Maybe I’m being harsh on myself, I did achieve a lot last year. Considering it was touch and go whether I was even well enough to go on my year abroad, I’m very proud that I’ve managed to do as much as I have. I’ve come to a foreign country, with foreign norms and social conduct, speaking an exotic language and I’ve survived. I’ve even made some lifelong friends along the way as well as some remarkable breakthroughs with my therapist. So I may not have been academically successful by the end of 2014, but the ‘real life stuff’ that I achieved shouldn’t be dismissed either. In short, go me!
Perhaps the influx of Facebook statuses that occurred on the 31st December had an effect on me. There are only so many times one can read: “New year new me new start… Out with the old and in with the new… Wiping the slate clean and turning over a new leaf… 2015 is gonna be my year,” without feeling pressured to take on the same mantra. I therefore returned to Montpellier with some extra oomph, and I don’t quite know what happened. Maybe all the stars and planets had aligned, maybe my medication finally kicked in, maybe my therapy had paid off, perhaps I was determined not to fail my year abroad, or I was determined not to be beaten by my mental illness, or maybe even all of the above.

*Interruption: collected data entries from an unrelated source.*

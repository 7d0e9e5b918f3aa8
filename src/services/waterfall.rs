//! First-success-wins evaluation of an ordered list of lookup strategies

use futures::future::BoxFuture;
use tracing::debug;

/// Result of a single lookup strategy
#[derive(Debug, Clone, PartialEq, Eq)]
pub enum Outcome<T> {
    Matched(T),
    NoMatch,
}

impl<T> Outcome<T> {
    pub fn matched(self) -> Option<T> {
        match self {
            Self::Matched(v) => Some(v),
            Self::NoMatch => None,
        }
    }
}

impl<T> From<Option<T>> for Outcome<T> {
    fn from(value: Option<T>) -> Self {
        match value {
            Some(v) => Self::Matched(v),
            None => Self::NoMatch,
        }
    }
}

/// A lazily evaluated lookup; only runs if every earlier strategy missed
pub struct Strategy<'a, T> {
    name: &'static str,
    run: Box<dyn FnOnce() -> BoxFuture<'a, Outcome<T>> + Send + 'a>,
}

impl<'a, T> Strategy<'a, T> {
    pub fn new<F>(name: &'static str, run: F) -> Self
    where
        F: FnOnce() -> BoxFuture<'a, Outcome<T>> + Send + 'a,
    {
        Self {
            name,
            run: Box::new(run),
        }
    }

    /// A strategy backed by a value that is already known
    pub fn ready(name: &'static str, value: Option<T>) -> Self
    where
        T: Send + 'a,
    {
        Self::new(name, move || Box::pin(async move { Outcome::from(value) }))
    }
}

/// Run strategies in order until one matches; returns the match and the strategy name
pub async fn first_match<'a, T>(strategies: Vec<Strategy<'a, T>>) -> Outcome<(T, &'static str)> {
    for strategy in strategies {
        let name = strategy.name;
        if let Outcome::Matched(value) = (strategy.run)().await {
            debug!(strategy = name, "Lookup strategy matched");
            return Outcome::Matched((value, name));
        }
    }
    Outcome::NoMatch
}

#[cfg(test)]
mod tests {
    use super::*;
    use std::sync::Arc;
    use std::sync::atomic::{AtomicUsize, Ordering};

    #[tokio::test]
    async fn test_first_success_wins_and_stops() {
        let later_calls = Arc::new(AtomicUsize::new(0));
        let counter = later_calls.clone();

        let result = first_match(vec![
            Strategy::ready("override", None),
            Strategy::new("hint", || Box::pin(async { Outcome::Matched("tt1".to_string()) })),
            Strategy::new("search", move || {
                counter.fetch_add(1, Ordering::SeqCst);
                Box::pin(async { Outcome::Matched("tt2".to_string()) })
            }),
        ])
        .await;

        assert_eq!(result, Outcome::Matched(("tt1".to_string(), "hint")));
        assert_eq!(later_calls.load(Ordering::SeqCst), 0);
    }

    #[tokio::test]
    async fn test_exhausted_is_no_match() {
        let result = first_match::<String>(vec![
            Strategy::ready("a", None),
            Strategy::new("b", || Box::pin(async { Outcome::NoMatch })),
        ])
        .await;
        assert_eq!(result, Outcome::NoMatch);
    }
}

But for the first time in what felt like a lifetime I was not only not sad, but I felt SO happy.
I made some simple yet effective New Year’s resolutions which included meditation, hypnosis, maintaining daily hygiene, eating three meals a day, getting 8 hours sleep a night and going to university. Most of these seem like pretty basic means of survival, but when you’re a depressed zombie these seem like outrageous and impossible demands that you simply don’t have the energy to attempt, especially when you’re a hyperanxious agoraphobic drained from always expecting the worst case scenario.
I stuck a middle finger up to mental illness and attended lessons at uni. At first it was terrifying but it gradually got better, and the support of my housemates, friends and family kept me motivated. I come out of my classes skipping on rainbows, simply so overjoyed that I’m climbing my Everest. My classes are interesting and I really enjoy them, especially the language acquisition lecture where we watch videos of cute babies trying to speak for an hour and a half. I do have one qualm though. It seems to be the norm for French students to sit and chat/play on their phones/watch Malcolm in the Middle during lectures. This is bizarre, if this was done at Leeds surely the lecturer would kick off big style but here they don’t seem to care.

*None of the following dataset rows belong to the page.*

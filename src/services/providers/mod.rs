//! Title search providers and identifier translation
//!
//! Providers are consulted in the order configured by `ScanOrder`. A
//! provider either returns a canonical IMDb id or nothing, and a miss
//! cascades to the next one.

pub mod imdb;
pub mod tmdb;

use std::collections::HashMap;
use std::fmt;
use std::sync::Arc;

use async_trait::async_trait;
use once_cell::sync::Lazy;
use regex::Regex;

use crate::config::ScanOrder;
use crate::error::ProviderError;
use crate::media::MediaType;

pub use imdb::ImdbSuggestProvider;
pub use tmdb::TmdbProvider;

static NON_WORD_RE: Lazy<Regex> = Lazy::new(|| Regex::new(r"[^\p{L}\p{N}\s]").expect("valid regex"));
static SPACES_RE: Lazy<Regex> = Lazy::new(|| Regex::new(r"\s+").expect("valid regex"));

#[derive(Debug, Clone, Copy, PartialEq, Eq, Hash)]
pub enum ProviderKind {
    Imdb,
    Tmdb,
}

impl ProviderKind {
    pub fn as_str(&self) -> &'static str {
        match self {
            Self::Imdb => "imdb",
            Self::Tmdb => "tmdb",
        }
    }
}

impl fmt::Display for ProviderKind {
    fn fmt(&self, f: &mut fmt::Formatter<'_>) -> fmt::Result {
        write!(f, "{}", self.as_str())
    }
}

/// A normalized title search
#[derive(Debug, Clone, PartialEq, Eq)]
pub struct SearchQuery {
    pub name: String,
    pub year: Option<String>,
    pub media_type: MediaType,
}

impl SearchQuery {
    /// First year of the hint; ranges like 2008-2013 yield 2008
    pub fn year_number(&self) -> Option<i32> {
        self.year.as_deref().and_then(|y| y.get(..4)).and_then(|y| y.parse().ok())
    }
}

/// A successful search: the canonical id plus the release year when known
#[derive(Debug, Clone, PartialEq, Eq)]
pub struct ProviderMatch {
    pub id: String,
    pub year: Option<i32>,
}

#[async_trait]
pub trait SearchProvider: Send + Sync {
    fn kind(&self) -> ProviderKind;

    async fn search_by_name(&self, query: &SearchQuery) -> Result<Option<ProviderMatch>, ProviderError>;

    /// Release year of a canonical id, when the provider can look it up
    async fn release_year(&self, _id: &str, _media_type: MediaType) -> Result<Option<i32>, ProviderError> {
        Ok(None)
    }
}

/// Converts ids from other namespaces into canonical IMDb ids
#[async_trait]
pub trait IdTranslator: Send + Sync {
    async fn tmdb_to_imdb(&self, tmdb_id: &str, media_type: MediaType) -> Result<Option<String>, ProviderError>;

    async fn tvdb_to_imdb(&self, tvdb_id: &str, media_type: MediaType) -> Result<Option<String>, ProviderError>;
}

/// The configured providers, addressable by kind
#[derive(Clone, Default)]
pub struct ProviderSet {
    providers: HashMap<ProviderKind, Arc<dyn SearchProvider>>,
}

impl ProviderSet {
    pub fn new() -> Self {
        Self::default()
    }

    pub fn with(mut self, provider: Arc<dyn SearchProvider>) -> Self {
        self.providers.insert(provider.kind(), provider);
        self
    }

    pub fn get(&self, kind: ProviderKind) -> Option<&Arc<dyn SearchProvider>> {
        self.providers.get(&kind)
    }

    /// Providers in scan order; kinds that are not configured are skipped
    pub fn ordered(&self, order: ScanOrder) -> Vec<Arc<dyn SearchProvider>> {
        order
            .providers()
            .iter()
            .filter_map(|kind| self.providers.get(kind).cloned())
            .collect()
    }

    /// Ask each provider in turn for the release year of `id`
    pub async fn release_year(&self, order: ScanOrder, id: &str, media_type: MediaType) -> Option<i32> {
        for provider in self.ordered(order) {
            match provider.release_year(id, media_type).await {
                Ok(Some(year)) => return Some(year),
                Ok(None) => {}
                Err(e) => tracing::debug!(provider = %provider.kind(), id = id, error = %e, "Release year lookup failed"),
            }
        }
        None
    }
}

/// Lower-case, strip punctuation and collapse whitespace for title comparison
pub fn sanitize_title(title: &str) -> String {
    let lowered = title.to_lowercase();
    let stripped = NON_WORD_RE.replace_all(&lowered, "");
    SPACES_RE.replace_all(stripped.trim(), " ").to_string()
}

Confession time: I’m actually writing this blog entry from the back of a co-voiturage on my way to Italy. The first three weeks of uni are done and it is half term, so I’m off to visit my beau in Genova. For our week off we plan to travel to Bologna, Verona and Venice, so I’ll have plenty of material for my next blog entry that will make you all jealous (you’re welcome).
Must dash, the southern French fashion of driving is making me fear for my life and my iPad is flying around everywhere.